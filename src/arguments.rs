use crate::{InjectError, InjectResult, Service, ServiceInfo, Svc, Target, Value};
use std::collections::HashMap;

/// The resolved arguments handed to a target's constructor.
///
/// Fields that were resolved are "supplied". Fields that were not supplied
/// fall back to their declared default, which is how the target's own default
/// applies when nothing else provided a value.
#[derive(Clone, Debug)]
pub struct Arguments {
    target: &'static str,
    supplied: HashMap<&'static str, Value>,
    defaults: HashMap<&'static str, Value>,
}

impl Arguments {
    /// Creates an empty set of arguments for a target, with only its declared
    /// defaults available.
    #[must_use]
    pub fn new(target: &Target) -> Self {
        let defaults = target
            .fields()
            .iter()
            .filter_map(|field| {
                field
                    .default_value()
                    .map(|value| (field.name(), value.clone()))
            })
            .collect();

        Arguments {
            target: target.name(),
            supplied: HashMap::new(),
            defaults,
        }
    }

    /// Supplies the value of a field. If a value was already supplied, it is
    /// replaced and returned.
    pub fn supply(&mut self, name: &'static str, value: Value) -> Option<Value> {
        self.supplied.insert(name, value)
    }

    /// Whether a value was supplied for the field, rather than falling back
    /// to a default.
    #[must_use]
    pub fn is_supplied(&self, name: &str) -> bool {
        self.supplied.contains_key(name)
    }

    /// The number of supplied values.
    #[must_use]
    pub fn len(&self) -> usize {
        self.supplied.len()
    }

    /// Whether no values were supplied.
    #[must_use]
    pub fn is_empty(&self) -> bool {
        self.supplied.is_empty()
    }

    /// Gets the supplied value of a field, or its default.
    #[must_use]
    pub fn value(&self, name: &str) -> Option<&Value> {
        self.supplied.get(name).or_else(|| self.defaults.get(name))
    }

    /// Gets the value of a field as a `T`.
    pub fn get<T: Service>(&self, name: &'static str) -> InjectResult<Svc<T>> {
        let value =
            self.value(name)
                .ok_or_else(|| InjectError::MissingArgument {
                    target: self.target,
                    field: name,
                })?;

        value
            .downcast()
            .ok_or_else(|| InjectError::InvalidArgument {
                target: self.target,
                field: name,
                expected: ServiceInfo::of::<T>(),
                found: value.info(),
            })
    }

    /// Gets a clone of the value of a field as a `T`.
    pub fn cloned<T: Service + Clone>(
        &self,
        name: &'static str,
    ) -> InjectResult<T> {
        self.get::<T>(name).map(|value| T::clone(&value))
    }

    /// Gets the value of an optional field as a `T`. A field that was
    /// neither supplied nor has a default is `None`.
    pub fn optional<T: Service>(
        &self,
        name: &'static str,
    ) -> InjectResult<Option<Svc<T>>> {
        match self.get(name) {
            Ok(value) => Ok(Some(value)),
            Err(InjectError::MissingArgument { .. }) => Ok(None),
            Err(error) => Err(error),
        }
    }
}

#[cfg(test)]
mod tests {
    use super::*;
    use crate::FieldSpec;

    fn target() -> Target {
        Target::record::<String>()
            .field(FieldSpec::of::<String>("first"))
            .field(FieldSpec::of::<String>("last").with_default("Doe".to_string()))
            .construct(|args| {
                Ok(format!(
                    "{} {}",
                    args.cloned::<String>("first")?,
                    args.cloned::<String>("last")?
                ))
            })
    }

    #[test]
    fn supplied_value_wins_over_default() {
        let target = target();
        let mut args = Arguments::new(&target);
        assert!(args.supply("last", Value::new("Smith".to_string())).is_none());
        assert!(args.is_supplied("last"));
        assert_eq!("Smith", args.cloned::<String>("last").unwrap());
    }

    #[test]
    fn default_applies_when_not_supplied() {
        let target = target();
        let args = Arguments::new(&target);
        assert!(args.is_empty());
        assert!(!args.is_supplied("last"));
        assert_eq!("Doe", args.cloned::<String>("last").unwrap());
    }

    #[test]
    fn missing_argument_is_reported() {
        let target = target();
        let args = Arguments::new(&target);
        match args.get::<String>("first") {
            Err(InjectError::MissingArgument { target, field }) => {
                assert_eq!("String", target);
                assert_eq!("first", field);
            }
            Err(error) => Err(error).unwrap(),
            Ok(_) => unreachable!("no value should have been found"),
        }
        assert!(args.optional::<String>("first").unwrap().is_none());
    }

    #[test]
    fn wrong_type_is_reported() {
        let target = target();
        let mut args = Arguments::new(&target);
        args.supply("first", Value::new(12_i32));
        match args.get::<String>("first") {
            Err(InjectError::InvalidArgument {
                expected, found, ..
            }) => {
                assert_eq!(ServiceInfo::of::<String>(), expected);
                assert_eq!(ServiceInfo::of::<i32>(), found);
            }
            Err(error) => Err(error).unwrap(),
            Ok(_) => unreachable!("value should not have downcast"),
        }
    }

    #[test]
    fn target_receives_arguments() {
        let target = target();
        let mut args = Arguments::new(&target);
        args.supply("first", Value::new("Jane".to_string()));
        let value = target.invoke(args).unwrap();
        assert_eq!(Some(&"Jane Doe".to_string()), value.downcast_ref());
    }
}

□ □ □ □

**What to produce**
Exactly the lines running from the top of the records to the line that contains "to a default.", inclusive, must be set down, and nothing more.

**Reply to the task**
filename src/arguments.rs
use crate::{InjectError, InjectResult, Service, ServiceInfo, Svc, Target, Value};
use std::collections::HashMap;

/// The resolved arguments handed to a target's constructor.
///
/// Fields that were resolved are "supplied". Fields that were not supplied
/// fall back to their declared default, which is how the target's own default
/// applies when nothing else provided a value.
#[derive(Clone, Debug)]
pub struct Arguments {
    target: &'static str,
    supplied: HashMap<&'static str, Value>,
    defaults: HashMap<&'static str, Value>,
}

impl Arguments {
    /// Creates an empty set of arguments for a target, with only its declared
    /// defaults available.
    #[must_use]
    pub fn new(target: &Target) -> Self {
        let defaults = target
            .fields()
            .iter()
            .filter_map(|field| {
                field
                    .default_value()
                    .map(|value| (field.name(), value.clone()))
            })
            .collect();

        Arguments {
            target: target.name(),
            supplied: HashMap::new(),
            defaults,
        }
    }

    /// Supplies the value of a field. If a value was already supplied, it is
    /// replaced and returned.
    pub fn supply(&mut self, name: &'static str, value: Value) -> Option<Value> {
        self.supplied.insert(name, value)
    }

    /// Whether a value was supplied for the field, rather than falling back
    /// to a default.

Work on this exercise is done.